Cascading Style Sheets (CSS)

Cascading Style Sheets (CSS) are used to define the attributes of the tags in your HTML documents. Although not required, they make designing and, more importantly, updating HTML documents much more efficient. For example, if you have defined the BODY tag in a linked style sheet to display the page with a white background and black text, you can change the background to yellow in one file--the style sheet--and that change appears in every one of your HTML documents that are linked to that style sheet. You can also have more than one style sheet if you want different sections of your site to have a different look.

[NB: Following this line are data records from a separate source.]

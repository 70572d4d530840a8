use log::warn;
use serde::Serialize;
use serde_json::Value;

use crate::common::header::CONTENT_TYPE;
use crate::common::method::Method;
use crate::common::response::Response;
use crate::common::status;
use crate::header_map;
use crate::pipeline::{Exchange, FrontDoor, Outcome, PipelineConfig};
use crate::router::{Params, PatternError, Router};

/// Login, logout, registration and session routes.
pub mod auth;
/// Student routes.
pub mod mahasiswa;
/// Coordinator routes.
pub mod koordinator;

/// Builds the front door with the standard stages and the route groups mounted in order: auth, mahasiswa,
/// koordinator.
pub fn app(config: &PipelineConfig) -> Result<FrontDoor, PatternError> {
    let mut front_door = FrontDoor::standard(config);
    front_door.mount(auth::routes()?);
    front_door.mount(mahasiswa::routes()?);
    front_door.mount(koordinator::routes()?);
    Ok(front_door)
}

/// What a placeholder handler answers with: the binding that matched and what it received.
#[derive(Serialize)]
struct Acknowledgement<'a> {
    group: &'a str,
    route: String,
    params: Value,
    body: Value,
}

/// Builds a router named after the group whose bindings all acknowledge the request.
fn placeholders(group: &'static str, bindings: &[(Method, &'static str)]) -> Result<Router, PatternError> {
    let mut router = Router::new(group);
    for &(method, pattern) in bindings {
        router.on(method, pattern, acknowledge(group, method, pattern))?;
    }
    Ok(router)
}

/// A handler that acknowledges the matched route as JSON without doing anything else.
fn acknowledge(group: &'static str, method: Method, route: &'static str) -> impl Fn(&Exchange, &Params) -> Outcome + Send + Sync {
    move |exchange, params| {
        let acknowledgement = Acknowledgement {
            group,
            route: format!("{} {}", method, route),
            params: params.to_json(),
            body: exchange.body.to_value(),
        };

        match serde_json::to_vec(&acknowledgement) {
            Ok(body) => Outcome::Respond(Response {
                status: status::OK,
                headers: header_map![(CONTENT_TYPE, "application/json; charset=utf-8")],
                body,
            }),
            Err(err) => {
                warn!("Could not serialize response for {} {}: {}", group, route, err);
                Outcome::Respond(status::INTERNAL_SERVER_ERROR.into())
            }
        }
    }
}

#[cfg(test)]
mod tests {
    use serde_json::{json, Value};

    use crate::common::header::{CONTENT_TYPE, HeaderMapOps};
    use crate::common::method::Method;
    use crate::common::request::Request;
    use crate::common::status;
    use crate::header_map;
    use crate::pipeline::PipelineConfig;
    use crate::routes::app;

    fn json_body(body: &[u8]) -> Value {
        serde_json::from_slice(body).unwrap()
    }

    #[test]
    fn groups_mounted_in_order() {
        let front_door = app(&PipelineConfig::default()).unwrap();
        assert_eq!(vec!["auth", "mahasiswa", "koordinator"], front_door.table_names());
    }

    #[test]
    fn login() {
        let front_door = app(&PipelineConfig::default()).unwrap();
        let response = front_door.handle(Request::new(Method::GET, "/login"));

        assert_eq!(status::OK, response.status);
        assert!(response.headers.contains_header_value(&CONTENT_TYPE, "application/json; charset=utf-8"));
        assert_eq!(
            json!({"group": "auth", "route": "GET /login", "params": {}, "body": {}}),
            json_body(&response.body)
        );
    }

    #[test]
    fn mahasiswa_with_params_and_body() {
        let front_door = app(&PipelineConfig::default()).unwrap();
        let mut request = Request::new(Method::PUT, "/mahasiswa/2101");
        request.headers = header_map![(CONTENT_TYPE, "application/x-www-form-urlencoded")];
        request.body = b"nama=Ana&hobi[]=catur".to_vec();

        let response = front_door.handle(request);

        assert_eq!(status::OK, response.status);
        assert_eq!(
            json!({
                "group": "mahasiswa",
                "route": "PUT /mahasiswa/:id",
                "params": {"id": "2101"},
                "body": {"nama": "Ana", "hobi": ["catur"]}
            }),
            json_body(&response.body)
        );
    }

    #[test]
    fn koordinator_delete() {
        let front_door = app(&PipelineConfig::default()).unwrap();
        let response = front_door.handle(Request::new(Method::DELETE, "/koordinator/9"));

        assert_eq!("koordinator", json_body(&response.body)["group"]);
        assert_eq!("DELETE /koordinator/:id", json_body(&response.body)["route"]);
    }

    #[test]
    fn head_request_uses_get_route() {
        let front_door = app(&PipelineConfig::default()).unwrap();
        let response = front_door.handle(Request::new(Method::HEAD, "/me"));

        assert_eq!(status::OK, response.status);
        assert_eq!("GET /me", json_body(&response.body)["route"]);
    }

    #[test]
    fn unknown_route() {
        let front_door = app(&PipelineConfig::default()).unwrap();
        let response = front_door.handle(Request::new(Method::PATCH, "/mahasiswa/1"));

        assert_eq!(status::NOT_FOUND, response.status);
        assert_eq!(b"Cannot PATCH /mahasiswa/1".to_vec(), response.body);
    }
}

When you use a style sheet, you do not need to add the attributes for the BODY tag to every single HTML document. The BODY tag is defined in the style sheet, and each of your Web pages contain a link to the style sheet. The link to your style sheet is one tag you might want to add to your default template. For example, if your style sheet is named default.css, you would add the following tag between the <HEAD></HEAD> tags of your default template, after the META tags:

<link rel="StyleSheet" href="default.css">

In the example above, the style sheet is placed in the same directory as the HTML documents to which it is linked; otherwise, you need to add a path to the style sheet in the link. For example, if your HTML documents are in a folder called htms and your style sheet is in a folder called css, and both of those folders are in a folder called myweb, you would type the link as follows:

<link rel="StyleSheet" href="../css/ default.css">

The ../css/ part of the tag (red text shown for emphasis only) tells CuteFTP to search up one directory and look in the css directory for the file.

Your style sheet can contain tags for just one or several tags, such as default paragraph font face, size, color, and margins, table format, heading styles, headers, footers, and so on.